Treat-All adoption led to an immediate decrease in pre-ART CD4 testing among adults in L/LMICs, from 57.0% to 48.1% (-8.9 percentage points [pp]; 95% CI: -11.0, -6.8), and a small increase in H/UMICs, from 90.1% to 91.7% (+1.6pp; 95% CI: 0.2, 3.0), with no changes among adolescents or children; decreases in pre-ART CD4 testing accelerated after Treat-All adoption in L/LMICs. In L/LMICs, VL monitoring after ART initiation was low among all patients in L/LMICs before Treat-All; while there was no immediate change at Treat-All adoption, VL monitoring trends significantly increased afterwards. VL monitoring increased among adults immediately after Treat-All adoption, from 58.2% to 61.1% (+2.9pp; 95% CI: 0.5, 5.4), with no significant changes among adolescents/children.

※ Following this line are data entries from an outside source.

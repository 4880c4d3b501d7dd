//! Team member model.

use chrono::{NaiveDate, NaiveTime};
use chrono_tz::Tz;
use serde::{Deserialize, Serialize};

use super::Project;

/// A team member in the roster.
///
/// Everything except `current_project` is fixed once the roster is generated.
#[derive(Debug, Clone, PartialEq, Eq, Serialize, Deserialize)]
pub struct TeamMember {
    pub id: u32,
    pub skills: Vec<String>,
    pub first_name: String,
    pub last_name: String,
    /// Snapshot of the manager's identity taken at generation time.
    /// `None` only for the root manager.
    #[serde(rename = "manager_id")]
    pub manager: Option<ManagerRef>,
    /// Last day of holidays, inclusive, in the member's own timezone.
    #[serde(rename = "on_holidays_till")]
    pub on_holiday_until: Option<NaiveDate>,
    pub free_since: Option<NaiveDate>,
    pub current_project: Option<Project>,
    pub working_hours: WorkingHours,
}

impl TeamMember {
    /// Identity snapshot used as the `manager_id` of subordinates.
    pub fn as_manager_ref(&self) -> ManagerRef {
        ManagerRef {
            id: self.id,
            first_name: self.first_name.clone(),
            last_name: self.last_name.clone(),
        }
    }

    pub fn has_skill(&self, skill: &str) -> bool {
        self.skills.iter().any(|s| s == skill)
    }
}

/// Denormalized manager identity (not a live link).
#[derive(Debug, Clone, PartialEq, Eq, Serialize, Deserialize)]
pub struct ManagerRef {
    pub id: u32,
    pub first_name: String,
    pub last_name: String,
}

/// Daily working window in the member's timezone.
///
/// `end` earlier than `start` means the shift runs past midnight.
#[derive(Debug, Clone, PartialEq, Eq, Serialize, Deserialize)]
pub struct WorkingHours {
    pub timezone: Tz,
    pub start: NaiveTime,
    pub end: NaiveTime,
}

impl WorkingHours {
    pub fn new(timezone: Tz, start: NaiveTime, end: NaiveTime) -> Self {
        Self {
            timezone,
            start,
            end,
        }
    }

    /// Whether the window wraps through midnight.
    pub fn is_overnight(&self) -> bool {
        self.end < self.start
    }
}
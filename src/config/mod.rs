//! Configuration module for the roster backend.
//!
//! All configuration is loaded from environment variables with sensible defaults.

use std::env;
use std::fmt;
use std::net::SocketAddr;
use std::str::FromStr;

use chrono_tz::Tz;
use thiserror::Error;

use crate::roster::GeneratorConfig;

/// Log output format.
#[derive(Debug, Clone, Copy, PartialEq, Eq)]
pub enum LogFormat {
    Text,
    Json,
}

/// Application configuration loaded from environment variables.
#[derive(Debug, Clone)]
pub struct Config {
    /// Address to bind the server to
    pub bind_addr: SocketAddr,
    /// Log level (trace, debug, info, warn, error)
    pub log_level: String,
    pub log_format: LogFormat,
    /// Shape of the seed roster
    pub generator: GeneratorConfig,
    /// Fixed RNG seed for reproducible seed data
    pub seed: Option<u64>,
}

/// A configuration variable that could not be parsed.
#[derive(Debug, Clone, PartialEq, Eq, Error)]
#[error("invalid {var}: {message}")]
pub struct ConfigError {
    pub var: &'static str,
    pub message: String,
}

impl Config {
    /// Load configuration from environment variables.
    pub fn from_env() -> Result<Self, ConfigError> {
        dotenvy::dotenv().ok();
        Self::from_lookup(|key| env::var(key).ok())
    }

    /// Load configuration through an arbitrary variable lookup.
    pub fn from_lookup<F>(lookup: F) -> Result<Self, ConfigError>
    where
        F: Fn(&str) -> Option<String>,
    {
        let defaults = GeneratorConfig::default();

        let bind_addr = parse_or(
            &lookup,
            "ROSTER_BIND_ADDR",
            SocketAddr::from(([127, 0, 0, 1], 8080)),
        )?;

        let log_level = lookup("ROSTER_LOG_LEVEL").unwrap_or_else(|| "info".to_string());

        let log_format = match lookup("ROSTER_LOG_FORMAT").as_deref().map(str::trim) {
            None | Some("") | Some("text") => LogFormat::Text,
            Some("json") => LogFormat::Json,
            Some(other) => {
                return Err(ConfigError {
                    var: "ROSTER_LOG_FORMAT",
                    message: format!("expected `text` or `json`, got `{}`", other),
                })
            }
        };

        let generator = GeneratorConfig {
            member_count: parse_or(&lookup, "ROSTER_MEMBER_COUNT", defaults.member_count)?,
            project_count: parse_or(&lookup, "ROSTER_PROJECT_COUNT", defaults.project_count)?,
            skills: list_or(&lookup, "ROSTER_SKILLS", defaults.skills),
            manager_skill: lookup("ROSTER_MANAGER_SKILL")
                .map(|s| s.trim().to_string())
                .filter(|s| !s.is_empty())
                .unwrap_or(defaults.manager_skill),
            timezones: parse_timezones(&lookup, defaults.timezones)?,
            min_workday_hours: parse_or(
                &lookup,
                "ROSTER_MIN_WORKDAY_HOURS",
                defaults.min_workday_hours,
            )?,
            max_workday_hours: parse_or(
                &lookup,
                "ROSTER_MAX_WORKDAY_HOURS",
                defaults.max_workday_hours,
            )?,
            min_start_hour: parse_or(&lookup, "ROSTER_MIN_START_HOUR", defaults.min_start_hour)?,
            max_start_hour: parse_or(&lookup, "ROSTER_MAX_START_HOUR", defaults.max_start_hour)?,
        };

        let seed = parse_optional(&lookup, "ROSTER_SEED")?;

        Ok(Self {
            bind_addr,
            log_level,
            log_format,
            generator,
            seed,
        })
    }
}

/// Parse `var` if set; otherwise use `default`.
fn parse_or<F, T>(lookup: &F, var: &'static str, default: T) -> Result<T, ConfigError>
where
    F: Fn(&str) -> Option<String>,
    T: FromStr,
    T::Err: fmt::Display,
{
    Ok(parse_optional(lookup, var)?.unwrap_or(default))
}

/// Parse `var` if set.
fn parse_optional<F, T>(lookup: &F, var: &'static str) -> Result<Option<T>, ConfigError>
where
    F: Fn(&str) -> Option<String>,
    T: FromStr,
    T::Err: fmt::Display,
{
    match lookup(var) {
        Some(raw) if !raw.trim().is_empty() => {
            let raw = raw.trim();
            raw.parse::<T>().map(Some).map_err(|e| ConfigError {
                var,
                message: format!("`{}`: {}", raw, e),
            })
        }
        _ => Ok(None),
    }
}

fn list_or<F>(lookup: &F, var: &str, default: Vec<String>) -> Vec<String>
where
    F: Fn(&str) -> Option<String>,
{
    match lookup(var) {
        Some(raw) if !raw.trim().is_empty() => split_list(&raw),
        _ => default,
    }
}

fn split_list(raw: &str) -> Vec<String> {
    raw.split(',')
        .map(str::trim)
        .filter(|s| !s.is_empty())
        .map(String::from)
        .collect()
}

fn parse_timezones<F>(lookup: &F, default: Vec<Tz>) -> Result<Vec<Tz>, ConfigError>
where
    F: Fn(&str) -> Option<String>,
{
    let Some(raw) = lookup("ROSTER_TIMEZONES").filter(|s| !s.trim().is_empty()) else {
        return Ok(default);
    };
    split_list(&raw)
        .iter()
        .map(|name| {
            name.parse::<Tz>().map_err(|_| ConfigError {
                var: "ROSTER_TIMEZONES",
                message: format!("unknown timezone `{}`", name),
            })
        })
        .collect()
}
//! Paged listing payload.

use serde::{Deserialize, Serialize};

/// One page of an ordered result list.
#[derive(Debug, Clone, PartialEq, Eq, Serialize, Deserialize)]
pub struct Page<T> {
    pub items: Vec<T>,
    /// Requested page number, echoed even when the page is empty.
    pub page: i64,
    pub has_previous: bool,
    pub has_next: bool,
}
//! Source of the evaluation instant for time-dependent queries.

use chrono::{DateTime, Utc};

pub trait Clock: Send + Sync {
    fn now(&self) -> DateTime<Utc>;
}

/// Wall-clock time.
#[derive(Debug, Clone, Copy, Default)]
pub struct SystemClock;

impl Clock for SystemClock {
    fn now(&self) -> DateTime<Utc> {
        Utc::now()
    }
}

/// Always reports the same instant.
#[cfg(test)]
#[derive(Debug, Clone, Copy)]
pub struct FixedClock(pub DateTime<Utc>);

#[cfg(test)]
impl Clock for FixedClock {
    fn now(&self) -> DateTime<Utc> {
        self.0
    }
}
//! Member API endpoints.

use axum::body::Bytes;
use axum::extract::{Path, Query, State};

use super::{error, parse_id, success, ApiResult};
use crate::errors::AppError;
use crate::models::{Page, TeamMember};
use crate::query::{self, parse_member_query};
use crate::AppState;

/// GET /api/members - List members matching the query, one page at a time.
pub async fn list_members(
    State(state): State<AppState>,
    Query(params): Query<Vec<(String, String)>>,
) -> ApiResult<Page<TeamMember>> {
    let now = state.clock.now();

    let request = match parse_member_query(&params) {
        Ok(request) => request,
        Err(e) => return error(e.into(), state.roster.revision()),
    };

    let snapshot = state.roster.snapshot_all();
    let page = query::list_members(&snapshot.members, &request.filter, request.page, now);

    tracing::debug!(
        page = page.page,
        returned = page.items.len(),
        revision = snapshot.revision,
        "Listed members"
    );
    success(page, snapshot.revision)
}

/// GET /api/members/:id - Get a single member.
pub async fn get_member(
    State(state): State<AppState>,
    Path(id): Path<String>,
) -> ApiResult<TeamMember> {
    let id = match parse_id(&id, "member id") {
        Ok(id) => id,
        Err(e) => return error(e, state.roster.revision()),
    };

    match state.roster.find_member(id) {
        (Some(member), revision_id) => success(member, revision_id),
        (None, revision_id) => error(AppError::MemberNotFound(id), revision_id),
    }
}

/// PUT /api/members/:id/current_project - Reassign a member to another project.
///
/// The body is the bare target project id, e.g. `3`.
pub async fn reassign_project(
    State(state): State<AppState>,
    Path(id): Path<String>,
    body: Bytes,
) -> ApiResult<TeamMember> {
    let member_id = match parse_id(&id, "member id") {
        Ok(id) => id,
        Err(e) => return error(e, state.roster.revision()),
    };
    let project_id = match parse_body_id(&body) {
        Ok(id) => id,
        Err(e) => return error(e, state.roster.revision()),
    };

    match state.roster.reassign_project(member_id, project_id) {
        Ok(done) => {
            tracing::info!(
                member_id,
                project_id,
                revision = done.revision,
                "Reassigned member to project"
            );
            success(done.member, done.revision)
        }
        Err(rejected) => {
            tracing::debug!("Reassignment rejected: {}", rejected.reason);
            error(rejected.reason.into(), rejected.revision)
        }
    }
}

const BODY_ID: &str = "request body (target project id)";

/// Read the target project id from a raw request body.
fn parse_body_id(body: &[u8]) -> Result<u32, AppError> {
    let text = std::str::from_utf8(body).map_err(|_| {
        AppError::Validation(format!(
            "{} must be a non-negative integer id, got non-UTF-8 bytes",
            BODY_ID
        ))
    })?;
    parse_id(text, BODY_ID)
}

#[cfg(test)]
mod tests {
    use super::*;

    #[test]
    fn test_parse_body_id() {
        assert_eq!(parse_body_id(b" 3\n").unwrap(), 3);

        let err = parse_body_id(&[0xff, 0xfe]).unwrap_err();
        assert_eq!(err.error_code(), "VALIDATION_ERROR");
        assert!(err.message().contains("must be a non-negative integer id"));

        assert!(parse_body_id(b"three").is_err());
    }
}
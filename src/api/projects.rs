//! Project API endpoints.

use axum::extract::{Path, State};

use super::{error, parse_id, success, ApiResult};
use crate::errors::AppError;
use crate::models::Project;
use crate::AppState;

/// GET /api/projects - List all projects.
pub async fn list_projects(State(state): State<AppState>) -> ApiResult<Vec<Project>> {
    success(state.roster.list_projects(), state.roster.revision())
}

/// GET /api/projects/:id - Get a single project.
pub async fn get_project(
    State(state): State<AppState>,
    Path(id): Path<String>,
) -> ApiResult<Project> {
    let revision_id = state.roster.revision();

    let id = match parse_id(&id, "project id") {
        Ok(id) => id,
        Err(e) => return error(e, revision_id),
    };

    match state.roster.find_project(id) {
        Some(project) => success(project.clone(), revision_id),
        None => error(AppError::ProjectNotFound(id), revision_id),
    }
}
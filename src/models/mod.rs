//! Data models for the roster service.
//!
//! Field names on the wire follow the snake_case JSON contract of the public API.

mod member;
mod page;
mod project;

pub use member::*;
pub use page::*;
pub use project::*;
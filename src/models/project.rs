//! Project model.

use serde::{Deserialize, Serialize};

/// A project members can be assigned to.
#[derive(Debug, Clone, PartialEq, Eq, Hash, Serialize, Deserialize)]
pub struct Project {
    pub id: u32,
    #[serde(rename = "project_name")]
    pub name: String,
}

impl Project {
    pub fn new(id: u32, name: impl Into<String>) -> Self {
        Self {
            id,
            name: name.into(),
        }
    }
}
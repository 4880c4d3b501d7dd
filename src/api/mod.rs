//! REST API module.
//!
//! Handlers translate HTTP input into roster and query-engine calls and wrap
//! the results in the response envelope.

mod members;
mod projects;

pub use members::*;
pub use projects::*;

use axum::{
    http::StatusCode,
    response::{IntoResponse, Response},
    Json,
};
use serde::Serialize;

use crate::errors::AppError;

/// Success response envelope.
#[derive(Debug, Serialize)]
#[serde(rename_all = "camelCase")]
pub struct ApiResponse<T: Serialize> {
    pub success: bool,
    pub data: T,
    pub revision_id: i64,
}

impl<T: Serialize> ApiResponse<T> {
    pub fn new(data: T, revision_id: i64) -> Self {
        Self {
            success: true,
            data,
            revision_id,
        }
    }
}

impl<T: Serialize> IntoResponse for ApiResponse<T> {
    fn into_response(self) -> Response {
        (StatusCode::OK, Json(self)).into_response()
    }
}

/// Response type that can be either success or error.
pub type ApiResult<T> = Result<ApiResponse<T>, crate::errors::AppErrorWithRevision>;

/// Create a successful API response.
pub fn success<T: Serialize>(data: T, revision_id: i64) -> ApiResult<T> {
    Ok(ApiResponse::new(data, revision_id))
}

/// Create an error API response.
pub fn error<T: Serialize>(err: AppError, revision_id: i64) -> ApiResult<T> {
    Err(crate::errors::AppErrorWithRevision {
        error: err,
        revision_id,
    })
}

/// Parse a numeric id from a path segment or request body.
fn parse_id(raw: &str, what: &str) -> Result<u32, AppError> {
    raw.trim().parse::<u32>().map_err(|_| {
        AppError::Validation(format!(
            "{} must be a non-negative integer id, got `{}`",
            what,
            raw.trim()
        ))
    })
}

#[cfg(test)]
mod tests {
    use super::*;

    #[test]
    fn test_parse_id() {
        assert_eq!(parse_id(" 12\n", "member id"), Ok(12));
        let err = parse_id("twelve", "member id").unwrap_err();
        assert_eq!(
            err,
            AppError::Validation("member id must be a non-negative integer id, got `twelve`".to_string())
        );
        assert!(parse_id("-1", "project id").is_err());
    }
}
//! Member filter and its matching rules.
//!
//! A [`Filter`] is a conjunction of independent clauses. Clauses left as
//! `None` always pass. Time-based clauses are evaluated against an instant
//! supplied by the caller, converted into each member's own timezone.

use std::collections::BTreeSet;

use chrono::{DateTime, NaiveDate, Utc};

use crate::models::{TeamMember, WorkingHours};

/// How the skills of a [`SkillRequirement`] combine.
#[derive(Debug, Clone, Copy, PartialEq, Eq)]
pub enum Combinator {
    /// Member must have every listed skill.
    And,
    /// Member must have at least one listed skill.
    Or,
}

/// Required skills plus the way they combine.
#[derive(Debug, Clone, PartialEq, Eq)]
pub struct SkillRequirement {
    pub skills: BTreeSet<String>,
    pub combinator: Combinator,
}

impl SkillRequirement {
    pub fn all<I, S>(skills: I) -> Self
    where
        I: IntoIterator<Item = S>,
        S: Into<String>,
    {
        Self {
            skills: skills.into_iter().map(Into::into).collect(),
            combinator: Combinator::And,
        }
    }

    pub fn any<I, S>(skills: I) -> Self
    where
        I: IntoIterator<Item = S>,
        S: Into<String>,
    {
        Self {
            skills: skills.into_iter().map(Into::into).collect(),
            combinator: Combinator::Or,
        }
    }

    fn is_satisfied_by(&self, member: &TeamMember) -> bool {
        // An empty requirement is trivially satisfied in both modes.
        if self.skills.is_empty() {
            return true;
        }
        match self.combinator {
            Combinator::And => self.skills.iter().all(|s| member.has_skill(s)),
            Combinator::Or => self.skills.iter().any(|s| member.has_skill(s)),
        }
    }
}

/// Conjunction of optional member clauses.
#[derive(Debug, Clone, Default, PartialEq, Eq)]
pub struct Filter {
    pub on_holidays_now: Option<bool>,
    pub working_now: Option<bool>,
    pub project_ids: Option<BTreeSet<u32>>,
    pub skills: Option<SkillRequirement>,
}

impl Filter {
    /// A filter with no clauses; matches every member.
    #[cfg(test)]
    pub fn any() -> Self {
        Self::default()
    }

    /// Check whether `member` satisfies every present clause at instant `now`.
    pub fn matches(&self, member: &TeamMember, now: DateTime<Utc>) -> bool {
        self.matches_project(member)
            && self.matches_skills(member)
            && self.matches_on_holidays(member, now)
            && self.matches_working(member, now)
    }

    fn matches_project(&self, member: &TeamMember) -> bool {
        match &self.project_ids {
            None => true,
            Some(ids) => member
                .current_project
                .as_ref()
                .is_some_and(|p| ids.contains(&p.id)),
        }
    }

    fn matches_skills(&self, member: &TeamMember) -> bool {
        self.skills
            .as_ref()
            .map_or(true, |req| req.is_satisfied_by(member))
    }

    fn matches_working(&self, member: &TeamMember, now: DateTime<Utc>) -> bool {
        self.working_now
            .map_or(true, |wanted| is_working_at(&member.working_hours, now) == wanted)
    }

    fn matches_on_holidays(&self, member: &TeamMember, now: DateTime<Utc>) -> bool {
        self.on_holidays_now
            .map_or(true, |wanted| is_on_holiday_at(member, now) == wanted)
    }
}

/// Whether the member is on duty at `now`, judged in their own timezone.
///
/// The window is half-open, `[start, end)`, and wraps through midnight for
/// overnight shifts. `start == end` is an empty window.
pub fn is_working_at(hours: &WorkingHours, now: DateTime<Utc>) -> bool {
    let local = now.with_timezone(&hours.timezone).time();
    if hours.is_overnight() {
        local >= hours.start || local < hours.end
    } else {
        hours.start <= local && local < hours.end
    }
}

/// Whether `now` falls on or before the member's last holiday day, in their timezone.
///
/// Members without a holiday end date are never on holiday.
pub fn is_on_holiday_at(member: &TeamMember, now: DateTime<Utc>) -> bool {
    let Some(last_day) = member.on_holiday_until else {
        return false;
    };
    local_date(member, now) <= last_day
}

fn local_date(member: &TeamMember, now: DateTime<Utc>) -> NaiveDate {
    now.with_timezone(&member.working_hours.timezone)
        .date_naive()
}
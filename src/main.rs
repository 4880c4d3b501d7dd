//! Team Roster Backend
//!
//! A REST backend answering filtered, paginated queries over an in-memory team roster.

mod api;
mod clock;
mod config;
mod errors;
mod models;
mod query;
mod roster;

use std::sync::Arc;

use axum::{
    routing::{get, put},
    Router,
};
use tower::ServiceBuilder;
use tower_http::catch_panic::CatchPanicLayer;
use tower_http::cors::{Any, CorsLayer};
use tower_http::trace::TraceLayer;
use tracing_subscriber::{layer::SubscriberExt, util::SubscriberInitExt, EnvFilter};

use clock::{Clock, SystemClock};
use config::{Config, LogFormat};
use roster::{generate_roster, Roster};

/// Application state shared across all handlers.
#[derive(Clone)]
pub struct AppState {
    pub roster: Arc<Roster>,
    pub clock: Arc<dyn Clock>,
}

#[tokio::main]
async fn main() -> Result<(), Box<dyn std::error::Error>> {
    // Load configuration
    let config = Config::from_env()?;

    // Initialize logging
    init_tracing(&config);

    tracing::info!("Starting Team Roster Backend");
    tracing::info!("Bind address: {}", config.bind_addr);
    tracing::info!(
        "Roster shape: {} members, {} projects, timezones {:?}",
        config.generator.member_count,
        config.generator.project_count,
        config.generator.timezones
    );

    // Generate seed data
    let today = chrono::Utc::now().date_naive();
    let roster = Arc::new(generate_roster(&config.generator, config.seed, today)?);
    tracing::info!(
        "Roster generated with {} members{}",
        roster.member_count(),
        config
            .seed
            .map(|seed| format!(" (seed {})", seed))
            .unwrap_or_default()
    );

    // Create application state
    let state = AppState {
        roster,
        clock: Arc::new(SystemClock),
    };

    // Build router
    let app = create_router(state);

    // Start server
    let listener = tokio::net::TcpListener::bind(&config.bind_addr).await?;
    tracing::info!("Server listening on {}", config.bind_addr);

    axum::serve(listener, app)
        .with_graceful_shutdown(shutdown_signal())
        .await?;

    tracing::info!("Server stopped");
    Ok(())
}

fn init_tracing(config: &Config) {
    let env_filter =
        EnvFilter::try_from_default_env().unwrap_or_else(|_| EnvFilter::new(&config.log_level));

    let registry = tracing_subscriber::registry().with(env_filter);
    match config.log_format {
        LogFormat::Text => registry.with(tracing_subscriber::fmt::layer()).init(),
        LogFormat::Json => registry
            .with(tracing_subscriber::fmt::layer().json())
            .init(),
    }
}

async fn shutdown_signal() {
    if let Err(e) = tokio::signal::ctrl_c().await {
        tracing::warn!("Failed to listen for shutdown signal: {}", e);
        std::future::pending::<()>().await;
    }
    tracing::info!("Shutdown signal received");
}

/// Create the application router with all routes.
pub fn create_router(state: AppState) -> Router {
    // CORS configuration
    let cors = CorsLayer::new()
        .allow_origin(Any)
        .allow_methods(Any)
        .allow_headers(Any);

    // Panics become opaque 500s; the roster stays usable for later requests.
    let roster = Arc::clone(&state.roster);
    let catch_panic =
        CatchPanicLayer::custom(move |payload: Box<dyn std::any::Any + Send + 'static>| {
            errors::panic_response(payload, roster.revision())
        });

    // API routes
    let api_routes = Router::new()
        // Members
        .route("/members", get(api::list_members))
        .route("/members/{id}", get(api::get_member))
        .route("/members/{id}/current_project", put(api::reassign_project))
        // Projects
        .route("/projects", get(api::list_projects))
        .route("/projects/{id}", get(api::get_project));

    // Health check
    let health_routes = Router::new().route("/health", get(health_check));

    Router::new()
        .nest("/api", api_routes)
        .merge(health_routes)
        .layer(
            ServiceBuilder::new()
                .layer(TraceLayer::new_for_http())
                .layer(catch_panic)
                .layer(cors),
        )
        .with_state(state)
}

/// Health check endpoint.
async fn health_check() -> &'static str {
    "OK"
}
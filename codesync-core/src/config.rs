//! `codesync.json` discovery and persistence.
//!
//! # API pattern
//!
//! Every function takes an explicit path (`fn_at(path, …)`); the CLI
//! derives that path from `--config` or the current directory. Tests pass
//! `TempDir` paths.
//!
//! Saves are atomic: serialize → `codesync.json.tmp` sibling → `rename`.

use std::path::{Path, PathBuf};

use crate::error::{io_err, ConfigError};
use crate::types::{Lang, Scheme, SyncConfig};

/// File name searched for by [`find_config_at`].
pub const CONFIG_FILE_NAME: &str = "codesync.json";

// ---------------------------------------------------------------------------
// 1. Discovery
// ---------------------------------------------------------------------------

/// Walk from `start` towards the filesystem root and return the first
/// `codesync.json` found.
pub fn find_config_at(start: &Path) -> Result<PathBuf, ConfigError> {
    let mut dir = Some(start);
    while let Some(current) = dir {
        let candidate = current.join(CONFIG_FILE_NAME);
        if candidate.is_file() {
            return Ok(candidate);
        }
        dir = current.parent();
    }
    Err(ConfigError::NotFound {
        start: start.to_path_buf(),
    })
}

/// Directory that every relative path in the config is anchored to.
///
/// `<dir of codesync.json>/<srcDir>`
pub fn src_root(config_path: &Path, config: &SyncConfig) -> PathBuf {
    base_dir(config_path).join(&config.src_dir)
}

/// Directory containing the config file.
pub fn base_dir(config_path: &Path) -> PathBuf {
    config_path
        .parent()
        .map(Path::to_path_buf)
        .unwrap_or_else(|| PathBuf::from("."))
}

// ---------------------------------------------------------------------------
// 2. Load / save
// ---------------------------------------------------------------------------

/// Load and parse the config at `path`.
///
/// Returns `ConfigError::NotFound` if absent and `ConfigError::Parse`
/// (with the file path) if malformed.
pub fn load_at(path: &Path) -> Result<SyncConfig, ConfigError> {
    if !path.exists() {
        return Err(ConfigError::NotFound {
            start: path.to_path_buf(),
        });
    }
    let contents = std::fs::read_to_string(path).map_err(|e| io_err(path, e))?;
    serde_json::from_str(&contents).map_err(|e| ConfigError::Parse {
        path: path.to_path_buf(),
        source: e,
    })
}

/// Pretty JSON with a trailing newline, as written to disk.
pub fn to_json_string(config: &SyncConfig) -> Result<String, ConfigError> {
    let mut json = serde_json::to_string_pretty(config)?;
    json.push('\n');
    Ok(json)
}

/// Atomically save `config` to `path`.
pub fn save_at(path: &Path, config: &SyncConfig) -> Result<(), ConfigError> {
    if let Some(parent) = path.parent() {
        std::fs::create_dir_all(parent).map_err(|e| io_err(parent, e))?;
    }
    let json = to_json_string(config)?;
    let tmp = path.with_extension("json.tmp");
    std::fs::write(&tmp, json).map_err(|e| io_err(&tmp, e))?;
    if let Err(e) = std::fs::rename(&tmp, path) {
        let _ = std::fs::remove_file(&tmp);
        return Err(io_err(path, e));
    }
    Ok(())
}

// ---------------------------------------------------------------------------
// 3. Init
// ---------------------------------------------------------------------------

/// Settings chosen at `codesync init` time.
#[derive(Debug, Clone, Default)]
pub struct InitOptions {
    pub src_dir: Option<String>,
    pub lang: Option<Lang>,
    pub scheme: Option<Scheme>,
}

/// Create `<dir>/codesync.json` with defaults.
///
/// Idempotent: if the file already exists, loads and returns it unchanged.
pub fn init_at(dir: &Path, opts: InitOptions) -> Result<(PathBuf, SyncConfig), ConfigError> {
    let path = dir.join(CONFIG_FILE_NAME);
    if path.exists() {
        let config = load_at(&path)?;
        return Ok((path, config));
    }

    let mut config = SyncConfig::default();
    if let Some(src_dir) = opts.src_dir {
        config.src_dir = src_dir;
    }
    config.code.lang = opts.lang.unwrap_or_default();
    config.code.scheme = opts.scheme.unwrap_or_default();

    save_at(&path, &config)?;
    Ok((path, config))
}

// ---------------------------------------------------------------------------
// Unit tests
// ---------------------------------------------------------------------------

While on-ART VL monitoring has improved in L/LMICs, Treat-All adoption has accelerated and disparately worsened suboptimal pre-ART CD4 monitoring, which may compromise care outcomes for individuals with advanced HIV.
世界卫生组织的“全面治疗”指南建议在开始抗逆转录病毒治疗(ART)之前进行 CD4 检测,并对接受 ART 的患者进行常规病毒载量(VL)监测(而非 CD4 监测)。
我们使用回归间断分析估计了 2006 年至 2018 年期间,在 26 个实施“全面治疗”政策的国家/地区的 225 个诊所中,547837 名首次接受抗逆转录病毒治疗的 HIV 感染者在接受治疗前 12 个月内进行 CD4 检测和在开始 ART 后 6 个月内进行 VL 监测的情况。我们在中低收入国家(LMICs)和高/中收入国家(UMICs)的成年人(≥20 岁)、青少年(10-19 岁)和儿童(0-9 岁)中检查了 ART 前的 CD4 检测和 ART 后 6 个月的 VL 监测。
“全面治疗”的实施立即导致中低收入国家成年人接受 ART 前的 CD4 检测率下降,从 57.0%降至 48.1%(-8.9 个百分点[pp];95%CI:-11.0,-6.8),而高/中收入国家的这一比例略有上升,从 90.1%升至 91.7%(+1.6pp;95%CI:0.2,3.0),青少年和儿童的这一比例则没有变化;中低收入国家实施“全面治疗”后,ART 前 CD4 检测率的下降速度加快。在中低收入国家,“全面治疗”实施前,所有患者的 ART 后 VL 监测率都很低;尽管在实施“全面治疗”时没有立即发生变化,但此后 VL 监测趋势显著增加。在中低收入国家,“全面治疗”实施后,ART 后立即增加了成年人的 VL 监测,从 58.2%升至 61.1%(+2.9pp;95%CI:0.5,5.4),青少年/儿童的这一比例没有显著变化。
虽然中低收入国家的 ART 后 VL 监测有所改善,但“全面治疗”的实施加速了 ART 前 CD4 监测的不理想情况,并使其恶化,这可能会影响晚期 HIV 感染者的护理结果。